More than a writing class: These students become published authors

A group of students at Jonathan Law and Foran High School will be publishing an anthology of short stories this year, much like the books published at Foran High School during the last two school years.

The books will be the culmination of the creative writing classes at each school.

Last school year Foran High School writers published a book called “Through Different Eyes.” It starts with a moving short story by Kristina Lazdauskas called La Fabrica, about a young mother toiling as a laborer in the fabric industry.

“They burned,” the story begins. “My eyes, red and puffy, stung as a chemical tear ran down my cheek. Reaching up my arms in an attempt to wipe away the powdery film that had accumulated, I felt the sweat from my skin exacerbate the pain.”

The book contains stories from 15 young authors, along with work by students from advanced art and photography classes, many of them freshmen in college this year.

Foran published its first book of short stories called “Foreign Visions” in 2016, featuring the work of about 25 students.

English Teacher Rick Raucci pitched the idea of an advanced writing class that would produce a book of short stories several years ago. With a grant secured to cover the cost of the first publication, Raucci got the okay to move forward with the pilot program two years ago.

The idea behind the program is that it is self-sustaining. The class got a grant last school year to pay for meeting with marketing agents to learn the ins and outs of marketing a book, but the cost of publishing that second book came from the sale of the first year’s books.

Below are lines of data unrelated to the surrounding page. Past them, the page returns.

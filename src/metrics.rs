//! Prometheus metric catalog for docker container statistics.
//!
//! The catalog is constructed once at startup and shared behind an `Arc`
//! between the scrape loop, every per-container mapping task and the HTTP
//! front. Individual series updates are atomic; rendering is consistent per
//! series only.

use crate::error::Result;
use prometheus::{Encoder, GaugeVec, IntCounter, IntGauge, Opts, Registry, TextEncoder};

/// Labels shared by the memory and cpu gauges.
pub const CONTAINER_LABELS: &[&str] = &["container_name", "container_id"];
/// Labels of the per-interface network gauges.
pub const NETWORK_LABELS: &[&str] = &["container_name", "container_id", "interface"];

pub struct MetricCatalog {
    registry: Registry,

    pub memory_limit: GaugeVec,
    pub memory_usage: GaugeVec,
    pub memory_rss: GaugeVec,

    pub cpu_user: GaugeVec,
    pub cpu_kernel: GaugeVec,
    pub cpu_all: GaugeVec,
    pub cpu_system: GaugeVec,

    pub rx_bytes: GaugeVec,
    pub rx_packets: GaugeVec,
    pub tx_bytes: GaugeVec,
    pub tx_packets: GaugeVec,

    pub scrape_total: IntCounter,
    pub stats_num: IntGauge,
    pub scrape_overlap_total: IntCounter,
}

impl MetricCatalog {
    /// Creates every metric and registers it with a fresh registry.
    pub fn new() -> Result<Self> {
        let registry = Registry::new();

        let memory_limit = define_gauge(
            &registry,
            "docker_container_memory_stats_limit",
            "Memory Limit.",
            CONTAINER_LABELS,
        )?;
        let memory_usage = define_gauge(
            &registry,
            "docker_container_memory_stats_usage",
            "Total memory usage, include Virtual Memory Size.",
            CONTAINER_LABELS,
        )?;
        let memory_rss = define_gauge(
            &registry,
            "docker_container_memory_stats_rss",
            "Resident Memory Size.",
            CONTAINER_LABELS,
        )?;

        let cpu_user = define_gauge(
            &registry,
            "docker_container_cpu_stats_usermode",
            "time running un-niced user processes.",
            CONTAINER_LABELS,
        )?;
        let cpu_kernel = define_gauge(
            &registry,
            "docker_container_cpu_stats_kernelmode",
            "time running kernel processes.",
            CONTAINER_LABELS,
        )?;
        let cpu_all = define_gauge(
            &registry,
            "docker_container_cpu_stats_all",
            "total cpu time for container.",
            CONTAINER_LABELS,
        )?;
        let cpu_system = define_gauge(
            &registry,
            "docker_container_cpu_stats_system",
            "host total cpu time.",
            CONTAINER_LABELS,
        )?;

        let rx_bytes = define_gauge(
            &registry,
            "docker_container_networks_rx_bytes",
            "network received bytes.",
            NETWORK_LABELS,
        )?;
        let rx_packets = define_gauge(
            &registry,
            "docker_container_networks_rx_packets",
            "network received packets.",
            NETWORK_LABELS,
        )?;
        let tx_bytes = define_gauge(
            &registry,
            "docker_container_networks_tx_bytes",
            "network send bytes.",
            NETWORK_LABELS,
        )?;
        let tx_packets = define_gauge(
            &registry,
            "docker_container_networks_tx_packets",
            "network send packets.",
            NETWORK_LABELS,
        )?;

        let scrape_total =
            IntCounter::new("docker_container_scrape_total", "the number of scrape.")?;
        registry.register(Box::new(scrape_total.clone()))?;

        let stats_num = IntGauge::new(
            "docker_container_stats_num",
            "The amount of docker container stats",
        )?;
        registry.register(Box::new(stats_num.clone()))?;

        let scrape_overlap_total = IntCounter::new(
            "docker_container_scrape_overlap_total",
            "Scrape cycles whose container work outlived the scrape interval.",
        )?;
        registry.register(Box::new(scrape_overlap_total.clone()))?;

        Ok(Self {
            registry,
            memory_limit,
            memory_usage,
            memory_rss,
            cpu_user,
            cpu_kernel,
            cpu_all,
            cpu_system,
            rx_bytes,
            rx_packets,
            tx_bytes,
            tx_packets,
            scrape_total,
            stats_num,
            scrape_overlap_total,
        })
    }

    /// Marks the start of a scrape cycle.
    pub fn begin_cycle(&self) {
        self.scrape_total.inc();
        self.stats_num.set(0);
    }

    pub fn record_container_success(&self) {
        self.stats_num.inc();
    }

    pub fn record_overlap(&self) {
        self.scrape_overlap_total.inc();
    }

    /// Renders the current value of every series in the Prometheus text format.
    pub fn render(&self) -> Result<Vec<u8>> {
        let encoder = TextEncoder::new();
        let mut buffer = Vec::new();
        encoder.encode(&self.registry.gather(), &mut buffer)?;
        Ok(buffer)
    }

    pub fn content_type(&self) -> String {
        TextEncoder::new().format_type().to_string()
    }
}

fn define_gauge(
    registry: &Registry,
    name: &str,
    help: &str,
    label_names: &[&str],
) -> Result<GaugeVec> {
    let gauge = GaugeVec::new(Opts::new(name, help), label_names)?;
    registry.register(Box::new(gauge.clone()))?;
    Ok(gauge)
}

#[cfg(test)]
mod tests {
    use super::*;

    #[test]
    fn test_render_contains_unlabeled_series() {
        let catalog = MetricCatalog::new().unwrap();
        catalog.begin_cycle();

        let text = String::from_utf8(catalog.render().unwrap()).unwrap();
        assert!(text.contains("docker_container_scrape_total 1"));
        assert!(text.contains("docker_container_stats_num 0"));
        assert!(text.contains("# TYPE docker_container_scrape_total counter"));
        assert!(text.contains("# TYPE docker_container_stats_num gauge"));
    }

    #[test]
    fn test_begin_cycle_resets_stats_num() {
        let catalog = MetricCatalog::new().unwrap();
        catalog.begin_cycle();
        catalog.record_container_success();
        catalog.record_container_success();
        assert_eq!(catalog.stats_num.get(), 2);

        catalog.begin_cycle();
        assert_eq!(catalog.stats_num.get(), 0);
        assert_eq!(catalog.scrape_total.get(), 2);
    }

    #[test]
    fn test_render_is_stable_without_writes() {
        let catalog = MetricCatalog::new().unwrap();
        catalog
            .memory_limit
            .with_label_values(&["web", "abc1234567"])
            .set(1024.0);
        catalog
            .memory_limit
            .with_label_values(&["db", "def1234567"])
            .set(2048.0);
        catalog
            .rx_bytes
            .with_label_values(&["web", "abc1234567", "eth0"])
            .set(10.0);

        let first = catalog.render().unwrap();
        let second = catalog.render().unwrap();
        assert_eq!(first, second);
    }

    #[test]
    #[should_panic]
    fn test_label_arity_mismatch_panics() {
        let catalog = MetricCatalog::new().unwrap();
        catalog.rx_bytes.with_label_values(&["web", "abc1234567"]).set(1.0);
    }

    #[test]
    fn test_content_type_is_text_format() {
        let catalog = MetricCatalog::new().unwrap();
        assert!(catalog.content_type().starts_with("text/plain"));
    }
}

And sales from last year’s book will pay for this year’s books. Publication costs are about $1,500.  

Last year’s Foran students attended a book convention at the Jacob Javits Convention Center in New York at the end of the school year — Book Con — where professional publishing houses and people that write for a living exhibit their books. The student authors exhibited their work and put their books up for sale, pitching them to the public at the convention.

“A lot of the feedback that we received was very positive,” Raucci said. “We just about sold out of the inventory that we took with us to the convention and a number of teachers and librarians from all across the country were so intrigued by the project that they placed orders with us for class sets so that they could use it in their own schools.”

The program has gotten lots of support from school administrators, including Principal Max Berkowitz, Raucci said. And Jonathan Law Principal Fran Thompson is excited to be offering it at Law this year.

“The final publication is an exciting opportunity for our incredibly talented student authors to have their work published,” Thompson said, adding that Law also publishes a literary magazine. “Real world experiences like these make Milford such an incredible place for students to explore their areas of interest and grow their passions into a tangible product for all to enjoy.”

Kristina Lazdauskas, this year a freshman at Fordham University, said she that when she took Raucci’s class her senior year at Foran she learned how to create a well-rounded story, one that included a balance of characters, details, dialogue and conflict.

“Before taking this class, I was unsure of how to really make a complete story, and I would often write fragments of one without really understanding how to tie it all together,” Lazdauskas said. “Now, I feel that I have learned the skills to be able to. Through our workshops, where we would annotate and then discuss our stories out loud as a class, I also better learned how to take criticisms and suggestions.”

Juliana Tuozzola, now at Suffolk University, said, “This course gave me such a distinct educational experience, one that I have never had before. I grew through this class not only as a writer, but also as a person. We learned the logistics of crafting a short story, while also learning how to open our minds to creativity — letting our passions, perspectives and life experiences inspire us and our writing. Through workshop sessions, our individual thoughts and ideas bounced off of one another and we truly had those ah-ha moments where amazing ideas came from our minds collaborating.”

And Casey Glennon, now attending Southern Connecticut State University, said, “I really loved taking [the] class because it helped me grow not only as a writer, but as a person too. I was able to push out of that comfort zone I had established simply by having the freedom to write. Overall, it was a really fun experience to have and if I could do it again, I would, without a doubt.”

For the art students, it was a chance to work as they might on a job site.

The books were published by Lulu Publishing Services and can be purchased for $20.99 through Amazon, Barnes and Noble, and Lulu.